Analysis of the individual behaviour of millions of different cells living inside lab-grown tumours is now possible due to newly-developed technology. This could lead to personalised cancer treatments say scientists from University College London (UCL), UK, who developed the technology.

They continue that the research provides new insight into how mutated cancer cells ‘mimic the growth signals’ normally expressed by healthy cells – which allows cancer cells to grow unchecked.

“Our new technology allows us to simultaneously measure the behaviour of cancer cells, healthy cells and immune cells from mini-tumours,” said corresponding author, Dr Chris Tape at the UCL Cancer Institute. “This new technique revealed that mutations in cancer cells mimic the growth signals normally provided by cells in the healthy tissue microenvironment.

“In healthy tissues, signals from the environment are tightly controlled so the tissue doesn’t grow too fast. Unfortunately in cancer, mutations that mimic microenvironment signals are constantly switched on – allowing the cancer to grow unchecked. The new technology developed at UCL enabled scientists to observe this phenomenon in minute detail.”

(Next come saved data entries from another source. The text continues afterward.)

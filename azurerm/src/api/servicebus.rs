//! Service Bus management API

use serde::{Deserialize, Serialize};
use std::collections::HashMap;
use tfplug::context::Context;

use super::{ApiError, Client, SERVICEBUS_API_VERSION};
use crate::parse::{
    NamespaceDisasterRecoveryConfigId, NamespaceId, NamespaceNetworkRuleSetId, QueueId,
    ResourceId, SubscriptionId, SubscriptionRuleId, TopicId,
};

#[derive(Debug, Clone, Default, Serialize, Deserialize)]
pub struct Namespace {
    #[serde(skip_serializing_if = "Option::is_none")]
    pub location: Option<String>,
    #[serde(skip_serializing_if = "Option::is_none")]
    pub sku: Option<Sku>,
    #[serde(skip_serializing_if = "Option::is_none")]
    pub tags: Option<HashMap<String, String>>,
    #[serde(default)]
    pub properties: NamespaceProperties,
}

#[derive(Debug, Clone, Default, Serialize, Deserialize)]
pub struct Sku {
    pub name: String,
    #[serde(skip_serializing_if = "Option::is_none")]
    pub tier: Option<String>,
    #[serde(skip_serializing_if = "Option::is_none")]
    pub capacity: Option<i64>,
}

#[derive(Debug, Clone, Default, Serialize, Deserialize)]
#[serde(rename_all = "camelCase")]
pub struct NamespaceProperties {
    #[serde(skip_serializing_if = "Option::is_none")]
    pub minimum_tls_version: Option<String>,
    #[serde(skip_serializing_if = "Option::is_none")]
    pub public_network_access: Option<String>,
    #[serde(skip_serializing_if = "Option::is_none")]
    pub disable_local_auth: Option<bool>,
    #[serde(skip_serializing_if = "Option::is_none")]
    pub zone_redundant: Option<bool>,
    #[serde(skip_serializing_if = "Option::is_none")]
    pub premium_messaging_partitions: Option<i64>,
    #[serde(skip_serializing)]
    pub service_bus_endpoint: Option<String>,
    #[serde(skip_serializing)]
    pub provisioning_state: Option<String>,
}

/// Keys returned by the listKeys action of an authorization rule
#[derive(Debug, Clone, Default, Deserialize)]
#[serde(rename_all = "camelCase", default)]
pub struct AccessKeys {
    pub primary_connection_string: Option<String>,
    pub secondary_connection_string: Option<String>,
    pub alias_primary_connection_string: Option<String>,
    pub alias_secondary_connection_string: Option<String>,
    pub primary_key: Option<String>,
    pub secondary_key: Option<String>,
    pub key_name: Option<String>,
}

#[derive(Debug, Clone, Default, Serialize, Deserialize)]
pub struct AuthorizationRule {
    #[serde(default)]
    pub properties: AuthorizationRuleProperties,
}
//! Provider trait and related types
//!
//! A provider owns the provider-level schema, turns the provider block into
//! shared data during configure, and hands out factories for its resources
//! and data sources.

use crate::context::Context;
use crate::data_source::DataSourceWithConfigure;
use crate::resource::ResourceWithConfigure;
use crate::schema::Schema;
use crate::types::{ClientCapabilities, Diagnostic, DynamicValue, ServerCapabilities};
use async_trait::async_trait;
use std::any::Any;
use std::collections::HashMap;
use std::sync::Arc;

/// Factory producing a fresh resource instance per request
pub type ResourceFactory = Box<dyn Fn() -> Box<dyn ResourceWithConfigure> + Send + Sync>;

/// Factory producing a fresh data source instance per request
pub type DataSourceFactory = Box<dyn Fn() -> Box<dyn DataSourceWithConfigure> + Send + Sync>;

/// Shared data handed to every resource and data source after configure
pub type ProviderData = Arc<dyn Any + Send + Sync>;

#[async_trait]
pub trait Provider: Send + Sync {
    /// Provider type name, the prefix of every resource type (e.g. "azurerm")
    fn type_name(&self) -> &str;

    async fn metadata(
        &self,
        _ctx: Context,
        _request: ProviderMetadataRequest,
    ) -> ProviderMetadataResponse {
        ProviderMetadataResponse {
            type_name: self.type_name().to_string(),
            server_capabilities: ServerCapabilities::default(),
        }
    }

    /// Schema of the provider block
    async fn schema(&self, ctx: Context, request: ProviderSchemaRequest) -> ProviderSchemaResponse;

    async fn validate(
        &self,
        ctx: Context,
        request: ValidateProviderConfigRequest,
    ) -> ValidateProviderConfigResponse;

    /// Called once per plan/apply with the provider block
    /// The returned provider_data is passed to every resource's configure
    async fn configure(
        &mut self,
        ctx: Context,
        request: ConfigureProviderRequest,
    ) -> ConfigureProviderResponse;

    /// Called when Terraform asks the plugin to stop; the framework cancels
    /// in-flight contexts before calling this
    async fn stop(&self, _ctx: Context, _request: StopProviderRequest) -> StopProviderResponse {
        StopProviderResponse { error: None }
    }

    /// Resource factories keyed by resource type name
    fn resources(&self) -> HashMap<String, ResourceFactory>;

    /// Data source factories keyed by data source type name
    fn data_sources(&self) -> HashMap<String, DataSourceFactory>;
}

pub struct ProviderMetadataRequest;

pub struct ProviderMetadataResponse {
    pub type_name: String,
    pub server_capabilities: ServerCapabilities,
}

pub struct ProviderSchemaRequest;

pub struct ProviderSchemaResponse {
    pub schema: Schema,
    pub diagnostics: Vec<Diagnostic>,
}

pub struct ValidateProviderConfigRequest {
    pub config: DynamicValue,
}

pub struct ValidateProviderConfigResponse {
    pub diagnostics: Vec<Diagnostic>,
}

pub struct ConfigureProviderRequest {
    pub terraform_version: String,
    pub config: DynamicValue,
    pub client_capabilities: ClientCapabilities,
}

pub struct ConfigureProviderResponse {
    pub diagnostics: Vec<Diagnostic>,
    pub provider_data: Option<ProviderData>,
}

pub struct StopProviderRequest;

pub struct StopProviderResponse {
    pub error: Option<String>,
}
impl<'a> ApiManagementApi<'a> {
    pub fn new(client: &'a Client) -> Self {
        Self { client }
    }

    pub async fn get_service(&self, id: &ApiManagementId) -> Result<ApiManagementService, ApiError> {
        self.client.get(&id.id(), API_MANAGEMENT_API_VERSION).await
    }

    pub async fn create_or_update_service(
        &self,
        ctx: &Context,
        id: &ApiManagementId,
        service: &ApiManagementService,
    ) -> Result<ApiManagementService, ApiError> {
        tracing::info!("Writing API Management service {}", id);
        self.client
            .put(ctx, &id.id(), API_MANAGEMENT_API_VERSION, service)
            .await
    }

    pub async fn delete_service(&self, ctx: &Context, id: &ApiManagementId) -> Result<(), ApiError> {
        tracing::info!("Deleting API Management service {}", id);
        self.client
            .delete(ctx, &id.id(), API_MANAGEMENT_API_VERSION)
            .await
    }

    pub async fn get_signin_settings(&self, id: &ApiManagementId) -> Result<PortalSigninSettings, ApiError> {
        self.client
            .get(&portal_settings(id, "signin"), API_MANAGEMENT_API_VERSION)
            .await
    }

    pub async fn update_signin_settings(
        &self,
        ctx: &Context,
        id: &ApiManagementId,
        settings: &PortalSigninSettings,
    ) -> Result<PortalSigninSettings, ApiError> {
        self.client
            .put(ctx, &portal_settings(id, "signin"), API_MANAGEMENT_API_VERSION, settings)
            .await
    }

    pub async fn get_signup_settings(&self, id: &ApiManagementId) -> Result<PortalSignupSettings, ApiError> {
        self.client
            .get(&portal_settings(id, "signup"), API_MANAGEMENT_API_VERSION)
            .await
    }

    pub async fn update_signup_settings(
        &self,
        ctx: &Context,
        id: &ApiManagementId,
        settings: &PortalSignupSettings,
    ) -> Result<PortalSignupSettings, ApiError> {
        self.client
            .put(ctx, &portal_settings(id, "signup"), API_MANAGEMENT_API_VERSION, settings)
            .await
    }

    /// The service-wide policy, `None` when the service has none
    pub async fn get_service_policy(&self, id: &ApiManagementId) -> Result<Option<Policy>, ApiError> {
        match self
            .client
            .get(&service_policy(id), API_MANAGEMENT_API_VERSION)
            .await
        {
            Ok(policy) => Ok(Some(policy)),
            Err(e) if e.is_not_found() => Ok(None),
            Err(e) => Err(e),
        }
    }

    pub async fn create_or_update_service_policy(
        &self,
        ctx: &Context,
        id: &ApiManagementId,
        policy: &Policy,
    ) -> Result<Policy, ApiError> {
        tracing::info!("Writing policy of API Management service {}", id);
        self.client
            .put(ctx, &service_policy(id), API_MANAGEMENT_API_VERSION, policy)
            .await
    }

    pub async fn delete_service_policy(&self, ctx: &Context, id: &ApiManagementId) -> Result<(), ApiError> {
        tracing::info!("Removing policy of API Management service {}", id);
        self.client
            .delete_with(
                ctx,
                &service_policy(id),
                API_MANAGEMENT_API_VERSION,
                &RequestOptions::if_match_any(),
            )
            .await
    }

    pub async fn get_deleted_service(&self, id: &DeletedServiceId) -> Result<DeletedService, ApiError> {
        self.client.get(&id.id(), API_MANAGEMENT_API_VERSION).await
    }

    pub async fn purge_deleted_service(
        &self,
        ctx: &Context,
        id: &DeletedServiceId,
    ) -> Result<(), ApiError> {
        tracing::info!("Purging soft-deleted API Management service {}", id);
        self.client
            .delete(ctx, &id.id(), API_MANAGEMENT_API_VERSION)
            .await
    }

    pub async fn list_apis(&self, service: &ApiManagementId) -> Result<Vec<NamedResource>, ApiError> {
        self.client
            .list(&format!("{}/apis", service.id()), API_MANAGEMENT_API_VERSION)
            .await
    }

    pub async fn get_api(&self, id: &ApiId) -> Result<Api, ApiError> {
        self.client.get(&id.id(), API_MANAGEMENT_API_VERSION).await
    }

    pub async fn create_or_update_api(&self, ctx: &Context, id: &ApiId, api: &Api) -> Result<Api, ApiError> {
        self.client
            .put(ctx, &id.id(), API_MANAGEMENT_API_VERSION, api)
            .await
    }

    /// Delete an API, optionally with all of its revisions
    pub async fn delete_api(&self, ctx: &Context, id: &ApiId, delete_revisions: bool) -> Result<(), ApiError> {
        let mut options = RequestOptions::if_match_any();
        if delete_revisions {
            options = options.with_query("deleteRevisions", "true");
        }
        self.client
            .delete_with(ctx, &id.id(), API_MANAGEMENT_API_VERSION, &options)
            .await
    }

    pub async fn get_api_version_set(&self, id: &ApiVersionSetId) -> Result<ApiVersionSet, ApiError> {
        self.client.get(&id.id(), API_MANAGEMENT_API_VERSION).await
    }

    pub async fn create_or_update_api_version_set(
        &self,
        ctx: &Context,
        id: &ApiVersionSetId,
        version_set: &ApiVersionSet,
    ) -> Result<ApiVersionSet, ApiError> {
        self.client
            .put(ctx, &id.id(), API_MANAGEMENT_API_VERSION, version_set)
            .await
    }

    pub async fn delete_api_version_set(&self, ctx: &Context, id: &ApiVersionSetId) -> Result<(), ApiError> {
        self.client
            .delete_with(
                ctx,
                &id.id(),
                API_MANAGEMENT_API_VERSION,
                &RequestOptions::if_match_any(),
            )
            .await
    }

    pub async fn get_named_value(&self, id: &NamedValueId) -> Result<NamedValue, ApiError> {
        self.client.get(&id.id(), API_MANAGEMENT_API_VERSION).await
    }

    pub async fn create_or_update_named_value(
        &self,
        ctx: &Context,
        id: &NamedValueId,
        named_value: &NamedValue,
    ) -> Result<NamedValue, ApiError> {
        self.client
            .put(ctx, &id.id(), API_MANAGEMENT_API_VERSION, named_value)
            .await
    }

    pub async fn delete_named_value(&self, ctx: &Context, id: &NamedValueId) -> Result<(), ApiError> {
        self.client
            .delete_with(
                ctx,
                &id.id(),
                API_MANAGEMENT_API_VERSION,
                &RequestOptions::if_match_any(),
            )
            .await
    }

    pub async fn get_backend(&self, id: &BackendId) -> Result<Backend, ApiError> {
        self.client.get(&id.id(), API_MANAGEMENT_API_VERSION).await
    }

    pub async fn create_or_update_backend(
        &self,
        ctx: &Context,
        id: &BackendId,
        backend: &Backend,
    ) -> Result<Backend, ApiError> {
        self.client
            .put(ctx, &id.id(), API_MANAGEMENT_API_VERSION, backend)
            .await
    }

    pub async fn delete_backend(&self, ctx: &Context, id: &BackendId) -> Result<(), ApiError> {
        self.client
            .delete_with(
                ctx,
                &id.id(),
                API_MANAGEMENT_API_VERSION,
                &RequestOptions::if_match_any(),
            )
            .await
    }

    pub async fn list_products(&self, service: &ApiManagementId) -> Result<Vec<NamedResource>, ApiError> {
        self.client
            .list(&format!("{}/products", service.id()), API_MANAGEMENT_API_VERSION)
            .await
    }

    pub async fn get_product(&self, id: &ProductId) -> Result<Product, ApiError> {
        self.client.get(&id.id(), API_MANAGEMENT_API_VERSION).await
    }

    pub async fn create_or_update_product(
        &self,
        ctx: &Context,
        id: &ProductId,
        product: &Product,
    ) -> Result<Product, ApiError> {
        self.client
            .put(ctx, &id.id(), API_MANAGEMENT_API_VERSION, product)
            .await
    }

    /// Delete a product along with any subscriptions to it
    pub async fn delete_product(&self, ctx: &Context, id: &ProductId) -> Result<(), ApiError> {
        let options = RequestOptions::if_match_any().with_query("deleteSubscriptions", "true");
        self.client
            .delete_with(ctx, &id.id(), API_MANAGEMENT_API_VERSION, &options)
            .await
    }
}
#[async_trait]
impl Resource for ApiManagementResource {
    fn type_name(&self) -> &str {
        TYPE_NAME
    }

    async fn schema(
        &self,
        _ctx: Context,
        _request: ResourceSchemaRequest,
    ) -> ResourceSchemaResponse {
        let mut builder = SchemaBuilder::new()
            .version(0)
            .description("Manages an API Management service")
            .attribute(
                AttributeBuilder::new("id", AttributeType::String)
                    .description("The ARM ID of the service")
                    .computed()
                    .plan_modifier(UseStateForUnknown::create())
                    .build(),
            )
            .attribute(
                AttributeBuilder::new("name", AttributeType::String)
                    .required()
                    .validator(attribute::api_management_service_name())
                    .plan_modifier(RequiresReplace::create())
                    .build(),
            )
            .attribute(
                AttributeBuilder::new("resource_group_name", AttributeType::String)
                    .required()
                    .validator(attribute::resource_group_name())
                    .plan_modifier(RequiresReplace::create())
                    .build(),
            )
            .attribute(
                AttributeBuilder::new("location", AttributeType::String)
                    .required()
                    .plan_modifier(RequiresReplaceIf::create(
                        "moving to another region forces a new service",
                        location_changed,
                    ))
                    .build(),
            )
            .attribute(
                AttributeBuilder::new("publisher_name", AttributeType::String)
                    .required()
                    .validator(attribute::api_management_publisher_name())
                    .build(),
            )
            .attribute(
                AttributeBuilder::new("publisher_email", AttributeType::String)
                    .required()
                    .validator(attribute::api_management_publisher_email())
                    .build(),
            )
            .attribute(
                AttributeBuilder::new("sku_name", AttributeType::String)
                    .description("Tier and capacity, e.g. Developer_1 or Premium_2")
                    .required()
                    .validator(attribute::apim_sku_name())
                    .build(),
            )
            .attribute(
                AttributeBuilder::new("virtual_network_type", AttributeType::String)
                    .description("None, External or Internal")
                    .optional()
                    .default(StaticDefault::string(VNET_NONE))
                    .validator(StringOneOfValidator::create(&VNET_TYPES))
                    .plan_modifier(RequiresReplaceIf::create(
                        "only joining a virtual network can be done in place",
                        virtual_network_type_forces_new,
                    ))
                    .build(),
            )
            .attribute(
                AttributeBuilder::new("public_network_access_enabled", AttributeType::Bool)
                    .optional()
                    .default(StaticDefault::bool(true))
                    .build(),
            )
            .attribute(
                AttributeBuilder::new("client_certificate_enabled", AttributeType::Bool)
                    .description("Whether the gateway requests client certificates; Consumption only")
                    .optional()
                    .default(StaticDefault::bool(false))
                    .build(),
            )
            .attribute(
                AttributeBuilder::new("min_api_version", AttributeType::String)
                    .description("Oldest control plane API version clients may use")
                    .optional()
                    .build(),
            )
            .attribute(
                AttributeBuilder::new("notification_sender_email", AttributeType::String)
                    .optional()
                    .computed()
                    .plan_modifier(UseStateForUnknown::create())
                    .build(),
            )
            .attribute(
                AttributeBuilder::new("zones", AttributeType::set_of(AttributeType::String))
                    .description("Availability zones; Premium only")
                    .optional()
                    .plan_modifier(RequiresReplace::create())
                    .build(),
            )
            .attribute(
                AttributeBuilder::new("tags", AttributeType::map_of(AttributeType::String))
                    .optional()
                    .build(),
            )
            .attribute(computed_url("gateway_url"))
            .attribute(computed_url("management_api_url"))
            .attribute(computed_url("portal_url"))
            .attribute(computed_url("developer_portal_url"))
            .attribute(computed_url("scm_url"))
            .attribute(computed_url("gateway_regional_url"))
            .attribute(computed_addresses("public_ip_addresses"))
            .attribute(computed_addresses("private_ip_addresses"))
            .block(
                NestedBlockBuilder::single_list("virtual_network_configuration")
                    .description("Subnet the service is deployed into")
                    .attribute(
                        AttributeBuilder::new("subnet_id", AttributeType::String)
                            .required()
                            .build(),
                    )
                    .max_items(1)
                    .build(),
            );
        for block in service_config::blocks() {
            builder = builder.block(block);
        }
        let schema = builder.block(TIMEOUTS.block()).build();

        ResourceSchemaResponse {
            schema,
            diagnostics: vec![],
        }
    }

    async fn validate(
        &self,
        _ctx: Context,
        request: ValidateResourceConfigRequest,
    ) -> ValidateResourceConfigResponse {
        ValidateResourceConfigResponse {
            diagnostics: validate_service(&request.config),
        }
    }

    async fn create(&self, ctx: Context, request: CreateResourceRequest) -> CreateResourceResponse {
        let timeouts = TIMEOUTS.configured(&request.config);
        let ctx = ctx.with_timeout(timeouts.get(Operation::Create));
        timeouts
            .run(Operation::Create, WHAT, self.create_service(ctx, request))
            .await
            .unwrap_or_else(create_failed)
    }

    async fn read(&self, ctx: Context, request: ReadResourceRequest) -> ReadResourceResponse {
        let timeouts = TIMEOUTS.configured(&request.current_state);
        let current_state = request.current_state.clone();
        let private = request.private.clone();
        timeouts
            .run(Operation::Read, WHAT, self.read_service(ctx, request))
            .await
            .unwrap_or_else(|diag| read_failed(current_state, private, diag))
    }

    async fn update(&self, ctx: Context, request: UpdateResourceRequest) -> UpdateResourceResponse {
        let timeouts = TIMEOUTS.configured(&request.config);
        let ctx = ctx.with_timeout(timeouts.get(Operation::Update));
        let prior_state = request.prior_state.clone();
        timeouts
            .run(Operation::Update, WHAT, self.update_service(ctx, request))
            .await
            .unwrap_or_else(|diag| update_failed(prior_state, diag))
    }

    async fn delete(&self, ctx: Context, request: DeleteResourceRequest) -> DeleteResourceResponse {
        let timeouts = TIMEOUTS.configured(&request.prior_state);
        let ctx = ctx.with_timeout(timeouts.get(Operation::Delete));
        timeouts
            .run(Operation::Delete, WHAT, self.delete_service(ctx, request))
            .await
            .unwrap_or_else(|diag| DeleteResourceResponse {
                diagnostics: vec![diag],
            })
    }

    fn as_import_state(&self) -> Option<&dyn ResourceWithImportState> {
        Some(self)
    }
}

Most methods used to study the mini-tumours – organoids – have involved grinding up all the cells and analysing it as a mixture. This limits scientists’ ability to assess how individual cells behave or how tumours collaborate with other healthy and immune cells.

To overcome this, the researchers have developed a new mass spectrometry platform to measure communication signals in millions of single cells from bowel cancer mini-tumours.

Specifically, they have developed a new technique to prepare cells for analysis on a mass spectrometer. At the subcellular level, heavy metal-tagged antibodies are attached to individual proteins (known as PTMs): these PTMs are found within all the different cell types (stem, immune, etc).

The different weight of each heavy metal allows the mass spectrometer to differentiate the various proteins and analyse their behaviours and signalling activity within and between the different cell types. More than 40 types of PTM were tagged in this process, enabling researchers to build detailed ‘circuits’ that describe how the cancer cells are working.

Moving forward, the scientists plan to use this technology to study how tumours from individual patients can uniquely communicate with healthy cells and the immune system.

“By understanding how mini-tumours function at the single-cell level, this new technology will enable researchers to identify new ways to treat an individual’s cancer,” said Dr Tape.

The research was published in Nature Methods.